A little biographical note before I start the sutras:
UNGAN WAS BORN IN 782 AND DIED IN 841. HE HAD ENTERED HYAKUJO'S
MONASTERY AT THE AGE OF TWELVE. LATER HE LEFT HYAKUJO, GOING TO YAKUSAN, THROUGH WHOM HE
REALIZED HIS ENLIGHTENMENT.
UNGAN'S OLDER BROTHER, DOGO, JOINED UNGAN AS A MONK WHEN HE WAS
FORTY-SIX. HAVING STUDIED WITH THE MASTER NEHAN -- A DISCIPLE OF MA TZU -- DOGO WENT TO
YAKUSAN. HE INVITED UNGAN, HIS BROTHER, TO COME AND LIVE AT YAKUSAN'S MONASTERY TOO.
UNGAN ANTICIPATED THAT HYAKUJO WOULD BE RELUCTANT FOR HIM TO
LEAVE, BUT HYAKUJO SAID, "THAT'S RIGHT. AN OLD SAYING RUNS: `PARENTS GIVE ME BIRTH --
FRIENDS GIVE ME GROWTH.'"
"It is perfectly good. You can go. I have given you birth,
now find friends who can help you to grow."

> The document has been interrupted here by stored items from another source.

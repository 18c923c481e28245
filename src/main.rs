//! Ticker sentiment service: binary entrypoint.
//! Boots the Axum HTTP server with the classifier, news source, metrics, and static UI.

use anyhow::Context;
use shuttle_axum::ShuttleAxum;
use ticker_sentiment::api::{create_router, AppState};
use ticker_sentiment::config::AppConfig;
use ticker_sentiment::telemetry::{init_tracing, Metrics};

#[shuttle_runtime::main]
async fn axum() -> ShuttleAxum {
    // Load .env in local/dev; no-op when absent.
    let _ = dotenvy::dotenv();

    init_tracing();
    let metrics = Metrics::init()?;

    let cfg = AppConfig::load_default().context("loading configuration")?;
    if let Some(warning) = cfg.credential_warning() {
        tracing::warn!(target: "api", "{warning}");
    }

    let state = AppState::from_config(&cfg).context("building app state")?;

    let router = create_router(state, &cfg.server.static_dir).merge(metrics.router());
    tracing::info!(
        target: "api",
        classifier = ?cfg.classifier.kind,
        news = ?cfg.news.provider,
        limit = cfg.news.analysis_limit,
        "router ready"
    );

    Ok(router.into())
}
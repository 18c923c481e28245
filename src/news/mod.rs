// src/news/mod.rs
//! News source adapter: raw upstream records -> `NewsItem`.

pub mod rss;
pub mod yahoo;

use std::sync::Arc;

use async_trait::async_trait;
use chrono::{DateTime, TimeZone, Utc};
use metrics::counter;
use once_cell::sync::Lazy;
use regex::Regex;
use serde::{Deserialize, Serialize};
use serde_json::Value;

use crate::config::{NewsConfig, NewsProvider};
use crate::error::{Error, Result};

pub use rss::YahooRssSource;
pub use yahoo::YahooSearchSource;

#[derive(Debug, Clone, PartialEq, Serialize, Deserialize)]
pub struct NewsItem {
    pub title: String,
    pub link: Option<String>,
    pub publisher: Option<String>,
    pub published_at: Option<DateTime<Utc>>,
}

impl NewsItem {
    pub fn published_unix(&self) -> Option<i64> {
        self.published_at.map(|t| t.timestamp())
    }
}

/// Upstream collaborator returning opaque, heterogeneous records for a ticker.
#[async_trait]
pub trait NewsSource: Send + Sync {
    async fn fetch_raw(&self, ticker: &str) -> anyhow::Result<Vec<Value>>;
    fn name(&self) -> &'static str;
}

pub type DynNewsSource = Arc<dyn NewsSource>;

/// Build the configured source.
pub fn build_source(cfg: &NewsConfig) -> Result<DynNewsSource> {
    Ok(match cfg.provider {
        NewsProvider::Yahoo => Arc::new(YahooSearchSource::from_config(cfg)?),
        NewsProvider::YahooRss => Arc::new(YahooRssSource::from_config(cfg)?),
    })
}

/// Fetch and extract news for `ticker`, in upstream order.
///
/// Fails with `SourceUnavailable` when the upstream errors and `NoNews` when
/// it returns no records. Records without a usable title are dropped; if every record is
/// dropped the result is an empty `Ok`.
pub async fn fetch_news(source: &dyn NewsSource, ticker: &str) -> Result<Vec<NewsItem>> {
    let ticker = ticker.trim().to_ascii_uppercase();
    if ticker.is_empty() {
        return Err(Error::SourceUnavailable("empty ticker symbol".into()));
    }

    let raw = match source.fetch_raw(&ticker).await {
        Ok(v) => v,
        Err(e) => {
            tracing::warn!(target: "news", error = ?e, source = source.name(), %ticker, "news fetch failed");
            return Err(Error::SourceUnavailable(format!("{}: {e:#}", source.name())));
        }
    };
    if raw.is_empty() {
        return Err(Error::NoNews(ticker));
    }

    let found = raw.len();
    let items: Vec<NewsItem> = raw.iter().filter_map(extract_news_item).collect();
    let dropped = found - items.len();

    counter!("news_items_fetched_total").increment(found as u64);
    counter!("news_items_dropped_total").increment(dropped as u64);
    tracing::info!(target: "news", source = source.name(), %ticker, found, dropped, "news fetched");

    Ok(items)
}

/// Extract one item from a raw record. `None` when no usable title exists.
///
/// Nested `content.*` fields (current Yahoo layout) win over the flat
/// top-level fields (legacy layout and RSS-derived records).
pub fn extract_news_item(raw: &Value) -> Option<NewsItem> {
    let title = non_blank(path_str(raw, &["content", "title"]))
        .or_else(|| non_blank(path_str(raw, &["title"])))
        .map(clean_title)
        .filter(|t| !t.is_empty())?;

    let link = non_blank(path_str(raw, &["content", "canonicalUrl", "url"]))
        .or_else(|| non_blank(path_str(raw, &["content", "clickThroughUrl", "url"])))
        .or_else(|| non_blank(path_str(raw, &["link"])))
        .map(str::to_string);

    let publisher = non_blank(path_str(raw, &["content", "provider", "displayName"]))
        .or_else(|| non_blank(path_str(raw, &["publisher"])))
        .map(str::to_string);

    let published_at = path_str(raw, &["content", "pubDate"])
        .and_then(parse_rfc3339)
        .or_else(|| path_str(raw, &["content", "displayTime"]).and_then(parse_rfc3339))
        .or_else(|| {
            raw.get("providerPublishTime")
                .and_then(Value::as_i64)
                .and_then(|secs| Utc.timestamp_opt(secs, 0).single())
        });

    Some(NewsItem {
        title,
        link,
        publisher,
        published_at,
    })
}

/// Decode HTML entities and collapse whitespace.
pub fn clean_title(s: &str) -> String {
    static RE_WS: Lazy<Regex> = Lazy::new(|| Regex::new(r"\s+").expect("whitespace regex"));
    let decoded = html_escape::decode_html_entities(s);
    RE_WS.replace_all(&decoded, " ").trim().to_string()
}

fn path_str<'a>(v: &'a Value, path: &[&str]) -> Option<&'a str> {
    let mut cur = v;
    for key in path {
        cur = cur.get(key)?;
    }
    cur.as_str()
}

fn non_blank(s: Option<&str>) -> Option<&str> {
    s.filter(|s| !s.trim().is_empty())
}

fn parse_rfc3339(s: &str) -> Option<DateTime<Utc>> {
    DateTime::parse_from_rfc3339(s)
        .ok()
        .map(|dt| dt.with_timezone(&Utc))
}
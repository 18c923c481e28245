// src/normalize.rs
//! Reduce any classifier payload to one winning `{label, score}`.
//!
//! Precedence (first match wins):
//! 1. error payload            -> "Error" with the upstream message
//! 2. `[[candidates], ..]`     -> best candidate of the first list
//! 3. `[candidates]`           -> best candidate of the list
//! 4. `{label, score}`         -> taken as is (`"Unknown"` / `0` defaults)
//! 5. anything else            -> "Unknown"
//!
//! Malformed candidates degrade to "Parse Error"; `normalize` never fails.

use metrics::counter;
use serde::{Deserialize, Serialize};
use serde_json::{Map, Value};

use crate::classify::RawPrediction;
use crate::error::Error;

pub const LABEL_ERROR: &str = "Error";
pub const LABEL_PARSE_ERROR: &str = "Parse Error";
pub const LABEL_UNKNOWN: &str = "Unknown";

#[derive(Debug, Clone, PartialEq, Serialize, Deserialize)]
pub struct Normalized {
    pub label: String,
    pub score: f64,
    #[serde(default, skip_serializing_if = "Option::is_none")]
    pub details: Option<String>,
}

impl Normalized {
    pub fn error(details: impl Into<String>) -> Self {
        Self {
            label: LABEL_ERROR.to_string(),
            score: 0.0,
            details: Some(details.into()),
        }
    }

    pub fn parse_error(details: impl Into<String>) -> Self {
        Self {
            label: LABEL_PARSE_ERROR.to_string(),
            score: 0.0,
            details: Some(details.into()),
        }
    }

    pub fn unknown() -> Self {
        Self {
            label: LABEL_UNKNOWN.to_string(),
            score: 0.0,
            details: None,
        }
    }

    /// True for "Error" and "Parse Error".
    pub fn is_failure(&self) -> bool {
        self.details.is_some()
    }
}

pub fn normalize(raw: &RawPrediction) -> Normalized {
    let (out, outcome) = match raw {
        RawPrediction::Failed(_) => (
            Normalized::error(raw.error_message().unwrap_or_default()),
            "error",
        ),
        other => match select(other) {
            Ok(Some(n)) => (n, "label"),
            Ok(None) => {
                tracing::debug!(target: "classify", "unrecognized prediction shape");
                (Normalized::unknown(), "unknown_shape")
            }
            Err(e) => {
                tracing::debug!(target: "classify", error = %e, "prediction parse failure");
                (Normalized::parse_error(parse_details(e)), "parse_error")
            }
        },
    };
    counter!("normalize_outcomes_total", "outcome" => outcome).increment(1);
    out
}

/// `Ok(None)` marks an unrecognized shape.
fn select(raw: &RawPrediction) -> Result<Option<Normalized>, Error> {
    match raw {
        RawPrediction::Batched(outer) => match outer.first() {
            Some(Value::Array(first)) => best_candidate(first).map(Some),
            _ => Ok(None),
        },
        RawPrediction::Candidates(items) => best_candidate(items).map(Some),
        RawPrediction::Single(m) => from_mapping(m).map(Some),
        RawPrediction::Failed(_) | RawPrediction::Unrecognized(_) => Ok(None),
    }
}

/// Highest `score` wins; on ties the first candidate is kept.
fn best_candidate(items: &[Value]) -> Result<Normalized, Error> {
    let mut best: Option<(&Map<String, Value>, f64)> = None;
    for (i, item) in items.iter().enumerate() {
        let m = item
            .as_object()
            .ok_or_else(|| Error::ParseFailure(format!("candidate {i} is not a mapping")))?;
        let score = match m.get("score") {
            Some(v) => v
                .as_f64()
                .ok_or_else(|| Error::ParseFailure(format!("candidate {i} has non-numeric 'score'")))?,
            None => return Err(Error::ParseFailure(format!("candidate {i} has no 'score'"))),
        };
        if best.map_or(true, |(_, b)| score > b) {
            best = Some((m, score));
        }
    }
    let (m, score) = best.ok_or_else(|| Error::ParseFailure("empty candidate list".into()))?;
    Ok(Normalized {
        label: label_of(m)?,
        score,
        details: None,
    })
}

fn from_mapping(m: &Map<String, Value>) -> Result<Normalized, Error> {
    let score = match m.get("score") {
        None | Some(Value::Null) => 0.0,
        Some(v) => v
            .as_f64()
            .ok_or_else(|| Error::ParseFailure("non-numeric 'score'".into()))?,
    };
    Ok(Normalized {
        label: label_of(m)?,
        score,
        details: None,
    })
}

fn label_of(m: &Map<String, Value>) -> Result<String, Error> {
    match m.get("label") {
        None | Some(Value::Null) => Ok(LABEL_UNKNOWN.to_string()),
        Some(Value::String(s)) => Ok(s.clone()),
        Some(other) => Err(Error::ParseFailure(format!("non-string 'label': {other}"))),
    }
}

fn parse_details(e: Error) -> String {
    match e {
        Error::ParseFailure(msg) => msg,
        other => other.to_string(),
    }
}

This is a beauty in Zen: no competition. Hyakujo does not know
about this master Yakusan -- they lived seven hundred miles apart, their monasteries were
far away -- but there is no question of fear. It is always good. Ungan will learn
something. Yakusan may have a different angle of approach, and that will make him richer.
HYAKUJO SAID, "THAT'S RIGHT. AN OLD SAYING RUNS: `PARENTS
GIVE ME BIRTH -- FRIENDS GIVE ME GROWTH.'"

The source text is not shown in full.